What you should do:
Where a line of the data holds the word "handles", copy that line.

[Records drawn from a dataset]
────────────────────────────────────────

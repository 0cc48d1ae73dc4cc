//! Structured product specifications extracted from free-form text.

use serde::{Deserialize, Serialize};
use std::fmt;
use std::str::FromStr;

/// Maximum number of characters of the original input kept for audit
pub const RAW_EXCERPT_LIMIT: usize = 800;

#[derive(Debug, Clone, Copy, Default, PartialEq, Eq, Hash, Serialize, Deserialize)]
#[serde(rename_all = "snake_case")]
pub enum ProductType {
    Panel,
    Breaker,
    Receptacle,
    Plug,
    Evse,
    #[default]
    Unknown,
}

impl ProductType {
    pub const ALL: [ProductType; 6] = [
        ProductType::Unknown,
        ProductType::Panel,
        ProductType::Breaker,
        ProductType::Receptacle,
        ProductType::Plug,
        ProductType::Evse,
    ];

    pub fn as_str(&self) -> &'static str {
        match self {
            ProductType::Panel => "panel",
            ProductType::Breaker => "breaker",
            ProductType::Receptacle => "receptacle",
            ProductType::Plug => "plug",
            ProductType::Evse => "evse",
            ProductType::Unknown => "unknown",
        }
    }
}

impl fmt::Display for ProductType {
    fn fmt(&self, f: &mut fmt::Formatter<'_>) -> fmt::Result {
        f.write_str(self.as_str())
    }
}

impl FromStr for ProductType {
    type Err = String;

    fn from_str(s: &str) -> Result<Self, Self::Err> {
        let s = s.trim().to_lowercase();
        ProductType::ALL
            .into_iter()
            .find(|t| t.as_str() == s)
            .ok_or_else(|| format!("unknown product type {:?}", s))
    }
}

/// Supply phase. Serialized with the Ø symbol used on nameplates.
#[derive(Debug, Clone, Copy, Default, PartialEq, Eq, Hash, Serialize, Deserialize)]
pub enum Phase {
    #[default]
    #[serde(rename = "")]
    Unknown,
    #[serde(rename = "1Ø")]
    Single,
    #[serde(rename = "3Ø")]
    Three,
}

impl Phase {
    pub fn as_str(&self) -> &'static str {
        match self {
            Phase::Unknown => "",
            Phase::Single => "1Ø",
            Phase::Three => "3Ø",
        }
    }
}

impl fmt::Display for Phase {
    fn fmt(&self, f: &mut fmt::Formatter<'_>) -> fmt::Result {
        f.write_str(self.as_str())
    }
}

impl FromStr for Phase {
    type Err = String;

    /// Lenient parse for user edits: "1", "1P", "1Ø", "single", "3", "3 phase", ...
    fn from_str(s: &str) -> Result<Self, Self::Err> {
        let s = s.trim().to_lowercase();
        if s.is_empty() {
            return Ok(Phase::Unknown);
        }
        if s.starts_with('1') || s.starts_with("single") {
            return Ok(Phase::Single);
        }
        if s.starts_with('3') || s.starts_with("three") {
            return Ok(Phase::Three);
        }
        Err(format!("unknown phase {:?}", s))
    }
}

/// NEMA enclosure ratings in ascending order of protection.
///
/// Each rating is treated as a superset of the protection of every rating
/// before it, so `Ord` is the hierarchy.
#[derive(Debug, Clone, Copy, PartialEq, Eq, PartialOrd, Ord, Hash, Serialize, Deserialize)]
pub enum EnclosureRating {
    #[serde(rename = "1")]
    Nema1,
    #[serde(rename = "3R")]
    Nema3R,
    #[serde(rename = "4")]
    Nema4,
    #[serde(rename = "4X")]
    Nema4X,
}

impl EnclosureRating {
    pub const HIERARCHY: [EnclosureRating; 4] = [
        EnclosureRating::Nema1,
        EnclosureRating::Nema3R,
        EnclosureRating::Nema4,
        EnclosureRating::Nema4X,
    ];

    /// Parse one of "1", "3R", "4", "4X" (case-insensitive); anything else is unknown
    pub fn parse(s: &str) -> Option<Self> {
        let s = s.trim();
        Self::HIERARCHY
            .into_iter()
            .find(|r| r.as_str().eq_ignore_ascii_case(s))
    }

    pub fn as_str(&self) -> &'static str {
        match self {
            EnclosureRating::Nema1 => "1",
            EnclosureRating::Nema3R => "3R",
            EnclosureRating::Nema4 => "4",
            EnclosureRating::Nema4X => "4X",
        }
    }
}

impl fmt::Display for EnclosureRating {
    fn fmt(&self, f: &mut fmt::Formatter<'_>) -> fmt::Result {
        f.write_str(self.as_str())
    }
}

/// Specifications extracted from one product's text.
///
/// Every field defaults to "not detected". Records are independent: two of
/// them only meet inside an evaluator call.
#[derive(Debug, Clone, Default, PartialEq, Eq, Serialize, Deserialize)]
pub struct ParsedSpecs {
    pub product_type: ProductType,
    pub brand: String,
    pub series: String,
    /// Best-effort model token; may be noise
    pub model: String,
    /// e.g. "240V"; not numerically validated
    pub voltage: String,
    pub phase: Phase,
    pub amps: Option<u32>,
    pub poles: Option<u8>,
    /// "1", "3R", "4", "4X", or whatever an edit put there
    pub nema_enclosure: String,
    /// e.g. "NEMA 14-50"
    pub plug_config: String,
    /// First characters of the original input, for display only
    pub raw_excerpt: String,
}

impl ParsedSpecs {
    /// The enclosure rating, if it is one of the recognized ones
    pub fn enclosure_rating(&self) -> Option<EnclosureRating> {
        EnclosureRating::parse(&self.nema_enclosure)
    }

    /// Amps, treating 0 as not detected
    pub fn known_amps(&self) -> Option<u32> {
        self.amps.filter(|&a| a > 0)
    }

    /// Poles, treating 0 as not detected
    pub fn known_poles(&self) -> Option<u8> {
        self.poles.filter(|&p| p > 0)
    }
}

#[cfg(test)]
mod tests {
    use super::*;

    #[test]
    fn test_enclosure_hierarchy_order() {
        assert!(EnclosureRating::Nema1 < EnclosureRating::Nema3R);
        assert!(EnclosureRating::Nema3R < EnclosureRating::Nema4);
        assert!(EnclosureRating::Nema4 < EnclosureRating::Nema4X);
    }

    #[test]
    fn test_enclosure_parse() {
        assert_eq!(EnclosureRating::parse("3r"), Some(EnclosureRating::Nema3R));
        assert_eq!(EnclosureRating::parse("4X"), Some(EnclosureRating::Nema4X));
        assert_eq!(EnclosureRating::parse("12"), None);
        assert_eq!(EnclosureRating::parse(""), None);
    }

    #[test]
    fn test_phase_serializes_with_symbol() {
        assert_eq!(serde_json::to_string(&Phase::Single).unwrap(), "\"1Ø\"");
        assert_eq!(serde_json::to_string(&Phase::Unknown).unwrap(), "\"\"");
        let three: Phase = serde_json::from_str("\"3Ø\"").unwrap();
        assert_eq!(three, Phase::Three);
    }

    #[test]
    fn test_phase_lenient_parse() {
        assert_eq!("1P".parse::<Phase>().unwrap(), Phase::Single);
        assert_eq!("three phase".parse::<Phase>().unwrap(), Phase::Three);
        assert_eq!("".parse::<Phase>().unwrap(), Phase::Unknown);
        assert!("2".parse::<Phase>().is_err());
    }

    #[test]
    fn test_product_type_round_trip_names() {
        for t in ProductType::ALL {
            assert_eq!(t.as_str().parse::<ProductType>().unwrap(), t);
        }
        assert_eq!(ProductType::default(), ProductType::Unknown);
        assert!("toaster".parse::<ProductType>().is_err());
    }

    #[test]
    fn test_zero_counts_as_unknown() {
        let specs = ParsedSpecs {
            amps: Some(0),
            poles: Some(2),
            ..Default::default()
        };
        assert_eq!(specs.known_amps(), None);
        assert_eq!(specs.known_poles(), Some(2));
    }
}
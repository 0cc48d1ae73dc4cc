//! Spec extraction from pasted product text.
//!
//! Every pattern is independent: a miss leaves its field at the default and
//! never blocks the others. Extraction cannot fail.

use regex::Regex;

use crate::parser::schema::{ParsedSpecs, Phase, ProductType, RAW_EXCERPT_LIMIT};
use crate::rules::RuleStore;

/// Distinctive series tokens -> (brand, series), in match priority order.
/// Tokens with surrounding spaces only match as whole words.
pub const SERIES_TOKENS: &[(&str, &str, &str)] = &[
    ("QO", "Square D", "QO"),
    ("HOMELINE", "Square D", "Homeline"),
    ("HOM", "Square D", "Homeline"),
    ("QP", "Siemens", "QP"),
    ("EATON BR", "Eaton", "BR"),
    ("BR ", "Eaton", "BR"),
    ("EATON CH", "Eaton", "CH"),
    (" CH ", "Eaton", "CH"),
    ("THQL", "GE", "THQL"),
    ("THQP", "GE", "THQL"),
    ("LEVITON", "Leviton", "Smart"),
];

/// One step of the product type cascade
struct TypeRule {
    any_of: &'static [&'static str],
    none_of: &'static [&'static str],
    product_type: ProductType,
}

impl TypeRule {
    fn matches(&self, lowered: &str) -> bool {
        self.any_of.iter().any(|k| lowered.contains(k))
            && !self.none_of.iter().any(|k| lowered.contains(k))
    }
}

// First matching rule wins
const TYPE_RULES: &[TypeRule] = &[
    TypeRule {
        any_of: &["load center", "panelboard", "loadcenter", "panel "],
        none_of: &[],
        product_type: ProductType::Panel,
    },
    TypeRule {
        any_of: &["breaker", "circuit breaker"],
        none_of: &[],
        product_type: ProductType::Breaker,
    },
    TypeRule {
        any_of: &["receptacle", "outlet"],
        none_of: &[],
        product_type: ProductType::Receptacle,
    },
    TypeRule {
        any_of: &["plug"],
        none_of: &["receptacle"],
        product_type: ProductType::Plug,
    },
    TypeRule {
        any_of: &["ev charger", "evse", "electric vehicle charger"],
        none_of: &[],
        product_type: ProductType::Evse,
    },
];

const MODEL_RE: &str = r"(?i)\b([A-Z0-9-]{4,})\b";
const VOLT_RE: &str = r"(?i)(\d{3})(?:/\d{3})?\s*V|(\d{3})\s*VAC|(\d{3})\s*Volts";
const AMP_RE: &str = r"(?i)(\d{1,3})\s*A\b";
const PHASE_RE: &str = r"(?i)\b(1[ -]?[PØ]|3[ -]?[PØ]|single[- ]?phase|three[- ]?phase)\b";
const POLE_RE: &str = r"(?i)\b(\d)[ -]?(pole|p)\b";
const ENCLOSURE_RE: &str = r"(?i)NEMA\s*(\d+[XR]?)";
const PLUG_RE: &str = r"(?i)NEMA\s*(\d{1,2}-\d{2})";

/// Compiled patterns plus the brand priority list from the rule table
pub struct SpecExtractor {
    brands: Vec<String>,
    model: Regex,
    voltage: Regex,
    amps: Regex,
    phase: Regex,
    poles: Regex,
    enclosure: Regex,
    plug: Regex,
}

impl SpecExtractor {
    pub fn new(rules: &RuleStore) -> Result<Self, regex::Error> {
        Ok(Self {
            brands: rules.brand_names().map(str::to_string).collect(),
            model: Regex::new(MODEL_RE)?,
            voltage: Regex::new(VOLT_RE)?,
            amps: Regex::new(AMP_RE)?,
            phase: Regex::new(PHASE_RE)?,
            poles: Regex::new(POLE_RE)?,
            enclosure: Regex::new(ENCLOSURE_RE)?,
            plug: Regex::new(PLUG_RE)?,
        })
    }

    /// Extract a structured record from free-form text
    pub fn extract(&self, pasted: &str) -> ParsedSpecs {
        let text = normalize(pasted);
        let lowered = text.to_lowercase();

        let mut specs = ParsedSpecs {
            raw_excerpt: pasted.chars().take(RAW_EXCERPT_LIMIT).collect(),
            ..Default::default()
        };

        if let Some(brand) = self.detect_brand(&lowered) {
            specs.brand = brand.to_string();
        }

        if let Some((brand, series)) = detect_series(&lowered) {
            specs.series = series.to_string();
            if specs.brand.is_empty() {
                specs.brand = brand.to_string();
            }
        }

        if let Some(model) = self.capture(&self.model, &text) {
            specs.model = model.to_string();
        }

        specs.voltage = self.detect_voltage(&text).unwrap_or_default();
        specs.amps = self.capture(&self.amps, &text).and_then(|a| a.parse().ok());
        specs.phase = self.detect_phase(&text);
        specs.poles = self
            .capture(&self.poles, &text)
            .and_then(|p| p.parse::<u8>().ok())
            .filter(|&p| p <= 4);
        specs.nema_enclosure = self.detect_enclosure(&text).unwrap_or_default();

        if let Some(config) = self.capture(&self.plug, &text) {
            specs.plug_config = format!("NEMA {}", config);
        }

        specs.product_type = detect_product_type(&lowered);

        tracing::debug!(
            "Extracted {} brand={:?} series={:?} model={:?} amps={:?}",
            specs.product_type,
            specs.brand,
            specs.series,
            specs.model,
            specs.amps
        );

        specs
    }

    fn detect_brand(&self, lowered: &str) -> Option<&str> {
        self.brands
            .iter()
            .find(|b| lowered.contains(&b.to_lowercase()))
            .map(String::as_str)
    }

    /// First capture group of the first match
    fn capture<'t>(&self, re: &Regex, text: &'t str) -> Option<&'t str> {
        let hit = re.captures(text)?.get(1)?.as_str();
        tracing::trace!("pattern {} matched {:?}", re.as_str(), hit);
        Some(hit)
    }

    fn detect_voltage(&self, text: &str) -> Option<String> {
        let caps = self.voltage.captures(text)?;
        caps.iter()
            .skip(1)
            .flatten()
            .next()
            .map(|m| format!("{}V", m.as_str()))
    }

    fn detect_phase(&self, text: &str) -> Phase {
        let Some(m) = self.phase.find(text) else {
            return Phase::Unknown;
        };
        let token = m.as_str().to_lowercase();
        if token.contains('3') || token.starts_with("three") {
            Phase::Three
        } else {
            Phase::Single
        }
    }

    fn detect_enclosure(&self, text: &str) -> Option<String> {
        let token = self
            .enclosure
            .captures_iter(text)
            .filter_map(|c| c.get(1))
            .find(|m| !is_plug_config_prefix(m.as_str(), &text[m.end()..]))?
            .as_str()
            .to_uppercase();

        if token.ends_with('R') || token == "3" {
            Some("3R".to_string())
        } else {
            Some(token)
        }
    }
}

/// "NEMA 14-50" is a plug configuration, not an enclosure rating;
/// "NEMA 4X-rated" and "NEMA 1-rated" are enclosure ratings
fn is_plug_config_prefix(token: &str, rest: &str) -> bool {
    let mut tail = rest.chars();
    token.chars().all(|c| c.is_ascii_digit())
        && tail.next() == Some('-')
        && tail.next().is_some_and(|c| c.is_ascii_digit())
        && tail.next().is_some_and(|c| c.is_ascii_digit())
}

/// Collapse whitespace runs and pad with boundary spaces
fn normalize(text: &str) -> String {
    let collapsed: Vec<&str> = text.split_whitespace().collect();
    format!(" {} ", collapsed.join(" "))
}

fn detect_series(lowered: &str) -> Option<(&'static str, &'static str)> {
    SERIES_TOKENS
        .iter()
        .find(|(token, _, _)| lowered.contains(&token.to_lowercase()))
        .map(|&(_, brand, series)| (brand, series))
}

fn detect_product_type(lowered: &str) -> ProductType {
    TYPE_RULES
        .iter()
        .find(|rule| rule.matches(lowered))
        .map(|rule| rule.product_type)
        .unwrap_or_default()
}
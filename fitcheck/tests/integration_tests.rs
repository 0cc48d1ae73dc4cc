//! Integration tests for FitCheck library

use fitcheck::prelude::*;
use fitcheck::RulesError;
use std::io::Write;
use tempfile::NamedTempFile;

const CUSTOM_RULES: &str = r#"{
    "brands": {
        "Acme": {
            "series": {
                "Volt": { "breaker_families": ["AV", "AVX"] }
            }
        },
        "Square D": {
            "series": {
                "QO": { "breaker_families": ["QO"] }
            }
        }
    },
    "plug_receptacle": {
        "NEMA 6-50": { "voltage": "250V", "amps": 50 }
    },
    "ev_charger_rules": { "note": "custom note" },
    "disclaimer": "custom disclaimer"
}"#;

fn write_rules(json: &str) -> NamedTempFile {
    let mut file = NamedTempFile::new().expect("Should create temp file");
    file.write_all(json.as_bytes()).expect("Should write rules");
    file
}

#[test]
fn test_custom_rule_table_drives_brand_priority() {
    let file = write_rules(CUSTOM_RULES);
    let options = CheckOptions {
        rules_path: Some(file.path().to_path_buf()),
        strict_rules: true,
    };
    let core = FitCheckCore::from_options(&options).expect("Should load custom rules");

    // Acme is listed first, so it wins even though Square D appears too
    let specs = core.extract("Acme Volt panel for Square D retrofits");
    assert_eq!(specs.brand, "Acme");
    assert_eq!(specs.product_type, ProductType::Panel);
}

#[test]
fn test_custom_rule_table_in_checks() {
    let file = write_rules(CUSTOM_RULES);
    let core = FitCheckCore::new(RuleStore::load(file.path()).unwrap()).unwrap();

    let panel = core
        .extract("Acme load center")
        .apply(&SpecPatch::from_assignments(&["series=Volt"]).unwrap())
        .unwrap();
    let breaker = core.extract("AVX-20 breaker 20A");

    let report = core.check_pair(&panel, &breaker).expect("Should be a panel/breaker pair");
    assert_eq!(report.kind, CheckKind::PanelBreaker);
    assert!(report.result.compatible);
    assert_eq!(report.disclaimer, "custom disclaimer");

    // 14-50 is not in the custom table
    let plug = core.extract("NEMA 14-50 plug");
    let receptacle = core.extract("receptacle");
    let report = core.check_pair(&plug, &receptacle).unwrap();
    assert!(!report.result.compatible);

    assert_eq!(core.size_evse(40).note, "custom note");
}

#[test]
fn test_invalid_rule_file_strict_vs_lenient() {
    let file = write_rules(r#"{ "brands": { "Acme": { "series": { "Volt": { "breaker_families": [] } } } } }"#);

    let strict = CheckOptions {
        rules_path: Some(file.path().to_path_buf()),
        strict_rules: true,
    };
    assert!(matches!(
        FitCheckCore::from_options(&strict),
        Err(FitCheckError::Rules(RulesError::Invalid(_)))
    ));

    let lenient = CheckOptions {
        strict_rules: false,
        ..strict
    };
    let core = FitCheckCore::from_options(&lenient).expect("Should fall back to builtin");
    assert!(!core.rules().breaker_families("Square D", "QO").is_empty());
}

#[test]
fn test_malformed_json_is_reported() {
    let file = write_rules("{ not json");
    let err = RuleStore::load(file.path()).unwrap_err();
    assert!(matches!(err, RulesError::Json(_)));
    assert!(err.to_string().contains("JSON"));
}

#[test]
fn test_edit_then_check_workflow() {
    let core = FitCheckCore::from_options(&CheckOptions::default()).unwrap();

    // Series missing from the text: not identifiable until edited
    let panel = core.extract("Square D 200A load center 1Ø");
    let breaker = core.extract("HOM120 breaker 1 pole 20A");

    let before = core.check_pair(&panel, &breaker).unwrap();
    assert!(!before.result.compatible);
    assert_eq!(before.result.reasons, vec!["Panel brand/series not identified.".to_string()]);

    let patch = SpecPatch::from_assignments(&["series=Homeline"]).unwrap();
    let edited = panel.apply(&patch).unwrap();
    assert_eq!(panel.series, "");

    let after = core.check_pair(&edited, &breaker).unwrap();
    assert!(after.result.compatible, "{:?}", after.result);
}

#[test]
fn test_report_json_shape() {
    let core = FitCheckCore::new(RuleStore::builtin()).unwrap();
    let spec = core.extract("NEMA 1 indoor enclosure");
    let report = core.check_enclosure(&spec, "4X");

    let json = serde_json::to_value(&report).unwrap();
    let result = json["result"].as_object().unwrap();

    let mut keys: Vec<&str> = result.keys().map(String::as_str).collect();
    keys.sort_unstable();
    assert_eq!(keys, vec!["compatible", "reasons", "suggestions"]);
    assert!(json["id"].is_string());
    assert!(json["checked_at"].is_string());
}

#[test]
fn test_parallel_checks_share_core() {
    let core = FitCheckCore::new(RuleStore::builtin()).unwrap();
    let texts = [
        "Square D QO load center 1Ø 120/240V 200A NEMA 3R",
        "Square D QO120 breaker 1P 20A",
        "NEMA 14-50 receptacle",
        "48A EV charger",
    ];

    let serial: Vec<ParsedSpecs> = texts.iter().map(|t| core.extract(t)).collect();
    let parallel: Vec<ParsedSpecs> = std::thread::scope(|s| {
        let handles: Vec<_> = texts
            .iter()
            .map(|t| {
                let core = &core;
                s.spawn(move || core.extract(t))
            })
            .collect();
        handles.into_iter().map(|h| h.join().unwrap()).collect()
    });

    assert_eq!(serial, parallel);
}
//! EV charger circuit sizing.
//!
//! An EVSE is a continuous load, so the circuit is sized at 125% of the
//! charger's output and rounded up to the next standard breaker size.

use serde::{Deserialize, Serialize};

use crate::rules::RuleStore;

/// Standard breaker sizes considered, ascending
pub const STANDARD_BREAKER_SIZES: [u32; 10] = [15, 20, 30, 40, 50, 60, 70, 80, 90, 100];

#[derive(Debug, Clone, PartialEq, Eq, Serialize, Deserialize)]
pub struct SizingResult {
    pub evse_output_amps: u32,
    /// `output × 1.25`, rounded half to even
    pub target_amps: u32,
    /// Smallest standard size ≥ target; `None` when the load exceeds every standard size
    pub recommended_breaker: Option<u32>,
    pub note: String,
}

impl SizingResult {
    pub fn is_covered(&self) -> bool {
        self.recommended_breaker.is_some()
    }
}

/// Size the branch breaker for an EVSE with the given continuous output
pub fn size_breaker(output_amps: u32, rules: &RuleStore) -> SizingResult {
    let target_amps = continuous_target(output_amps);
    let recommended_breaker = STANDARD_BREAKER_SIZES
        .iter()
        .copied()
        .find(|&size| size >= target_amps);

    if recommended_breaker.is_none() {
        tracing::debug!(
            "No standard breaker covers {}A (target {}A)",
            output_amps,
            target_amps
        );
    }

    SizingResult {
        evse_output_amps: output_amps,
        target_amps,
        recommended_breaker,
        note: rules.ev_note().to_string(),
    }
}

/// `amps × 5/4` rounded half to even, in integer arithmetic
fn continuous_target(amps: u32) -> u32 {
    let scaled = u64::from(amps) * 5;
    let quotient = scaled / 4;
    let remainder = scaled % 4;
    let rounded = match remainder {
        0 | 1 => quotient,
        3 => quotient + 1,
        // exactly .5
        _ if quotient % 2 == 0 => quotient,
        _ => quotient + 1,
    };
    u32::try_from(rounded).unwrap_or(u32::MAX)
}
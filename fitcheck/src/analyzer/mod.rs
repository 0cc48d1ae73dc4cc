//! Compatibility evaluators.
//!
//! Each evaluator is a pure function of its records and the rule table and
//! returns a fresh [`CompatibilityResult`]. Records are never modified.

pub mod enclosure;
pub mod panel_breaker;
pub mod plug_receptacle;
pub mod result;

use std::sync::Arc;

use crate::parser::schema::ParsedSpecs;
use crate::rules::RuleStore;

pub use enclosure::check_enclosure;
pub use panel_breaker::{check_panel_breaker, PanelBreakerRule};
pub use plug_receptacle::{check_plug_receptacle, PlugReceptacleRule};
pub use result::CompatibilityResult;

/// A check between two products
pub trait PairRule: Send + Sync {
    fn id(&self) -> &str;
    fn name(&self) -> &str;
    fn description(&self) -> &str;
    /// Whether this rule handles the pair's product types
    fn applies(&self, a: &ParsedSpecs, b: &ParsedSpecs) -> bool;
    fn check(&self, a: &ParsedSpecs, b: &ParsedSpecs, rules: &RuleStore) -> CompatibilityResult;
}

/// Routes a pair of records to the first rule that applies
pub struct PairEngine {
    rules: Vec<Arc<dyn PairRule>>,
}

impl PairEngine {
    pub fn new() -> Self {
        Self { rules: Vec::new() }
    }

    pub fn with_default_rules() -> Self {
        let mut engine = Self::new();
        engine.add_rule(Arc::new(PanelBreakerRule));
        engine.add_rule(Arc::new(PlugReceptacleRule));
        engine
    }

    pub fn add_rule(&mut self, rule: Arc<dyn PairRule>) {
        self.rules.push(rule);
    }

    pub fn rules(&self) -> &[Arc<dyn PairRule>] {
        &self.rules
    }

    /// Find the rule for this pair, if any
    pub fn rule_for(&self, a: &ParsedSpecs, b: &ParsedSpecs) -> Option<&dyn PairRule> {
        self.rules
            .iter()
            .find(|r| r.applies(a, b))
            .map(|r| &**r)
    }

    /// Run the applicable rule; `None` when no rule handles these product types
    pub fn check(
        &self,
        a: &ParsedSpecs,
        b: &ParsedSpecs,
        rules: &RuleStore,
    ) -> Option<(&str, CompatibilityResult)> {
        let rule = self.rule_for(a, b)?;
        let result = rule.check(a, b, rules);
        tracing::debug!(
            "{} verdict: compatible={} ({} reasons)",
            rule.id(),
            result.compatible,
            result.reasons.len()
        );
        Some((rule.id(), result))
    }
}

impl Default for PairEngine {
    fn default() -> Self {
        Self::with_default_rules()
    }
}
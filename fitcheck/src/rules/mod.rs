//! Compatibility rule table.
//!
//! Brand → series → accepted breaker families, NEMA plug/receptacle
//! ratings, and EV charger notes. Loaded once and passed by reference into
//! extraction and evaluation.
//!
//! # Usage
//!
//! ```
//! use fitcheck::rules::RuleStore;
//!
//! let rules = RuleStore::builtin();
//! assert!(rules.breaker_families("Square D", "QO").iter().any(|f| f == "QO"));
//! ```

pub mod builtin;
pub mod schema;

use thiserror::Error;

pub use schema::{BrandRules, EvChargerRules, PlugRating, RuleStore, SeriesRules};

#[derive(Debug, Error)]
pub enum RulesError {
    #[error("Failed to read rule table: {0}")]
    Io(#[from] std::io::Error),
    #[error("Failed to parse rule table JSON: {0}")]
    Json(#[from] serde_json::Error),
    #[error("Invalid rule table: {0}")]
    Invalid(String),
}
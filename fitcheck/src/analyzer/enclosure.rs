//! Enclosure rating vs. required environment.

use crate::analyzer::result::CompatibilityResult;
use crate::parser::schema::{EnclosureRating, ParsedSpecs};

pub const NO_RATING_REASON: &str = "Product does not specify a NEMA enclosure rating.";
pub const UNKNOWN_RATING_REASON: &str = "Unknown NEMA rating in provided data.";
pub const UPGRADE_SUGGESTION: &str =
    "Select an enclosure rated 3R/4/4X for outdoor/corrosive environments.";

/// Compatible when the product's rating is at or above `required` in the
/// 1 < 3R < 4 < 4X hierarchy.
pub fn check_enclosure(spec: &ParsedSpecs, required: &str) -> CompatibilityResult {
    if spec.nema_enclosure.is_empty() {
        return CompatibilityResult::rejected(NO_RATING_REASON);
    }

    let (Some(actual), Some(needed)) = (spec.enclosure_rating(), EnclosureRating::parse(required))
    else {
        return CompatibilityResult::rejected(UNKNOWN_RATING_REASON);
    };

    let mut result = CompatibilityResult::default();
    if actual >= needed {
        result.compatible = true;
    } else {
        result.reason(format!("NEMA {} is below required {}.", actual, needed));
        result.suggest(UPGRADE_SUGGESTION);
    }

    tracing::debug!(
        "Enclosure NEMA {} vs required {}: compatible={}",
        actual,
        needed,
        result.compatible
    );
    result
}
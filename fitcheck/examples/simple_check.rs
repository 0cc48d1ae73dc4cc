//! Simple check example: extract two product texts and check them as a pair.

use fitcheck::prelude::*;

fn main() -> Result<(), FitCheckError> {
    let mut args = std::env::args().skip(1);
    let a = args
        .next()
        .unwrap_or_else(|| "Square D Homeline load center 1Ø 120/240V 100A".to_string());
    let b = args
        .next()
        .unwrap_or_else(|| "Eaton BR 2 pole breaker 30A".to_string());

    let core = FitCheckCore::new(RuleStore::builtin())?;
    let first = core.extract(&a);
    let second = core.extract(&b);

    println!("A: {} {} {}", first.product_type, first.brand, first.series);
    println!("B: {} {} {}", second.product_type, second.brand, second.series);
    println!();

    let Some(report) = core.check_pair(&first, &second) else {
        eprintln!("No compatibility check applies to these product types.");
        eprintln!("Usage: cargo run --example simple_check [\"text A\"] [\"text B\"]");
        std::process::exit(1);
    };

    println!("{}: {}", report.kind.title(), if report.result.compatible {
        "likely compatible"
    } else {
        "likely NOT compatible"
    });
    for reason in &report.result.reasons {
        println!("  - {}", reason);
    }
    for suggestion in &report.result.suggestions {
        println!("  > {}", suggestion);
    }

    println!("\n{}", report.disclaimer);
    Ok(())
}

────────────────────────────────────────

Task result:
        let handles: Vec<_> = texts
        handles.into_iter().map(|h| h.join().unwrap()).collect()
    /// Whether this rule handles the pair's product types
    /// Run the applicable rule; `None` when no rule handles these product types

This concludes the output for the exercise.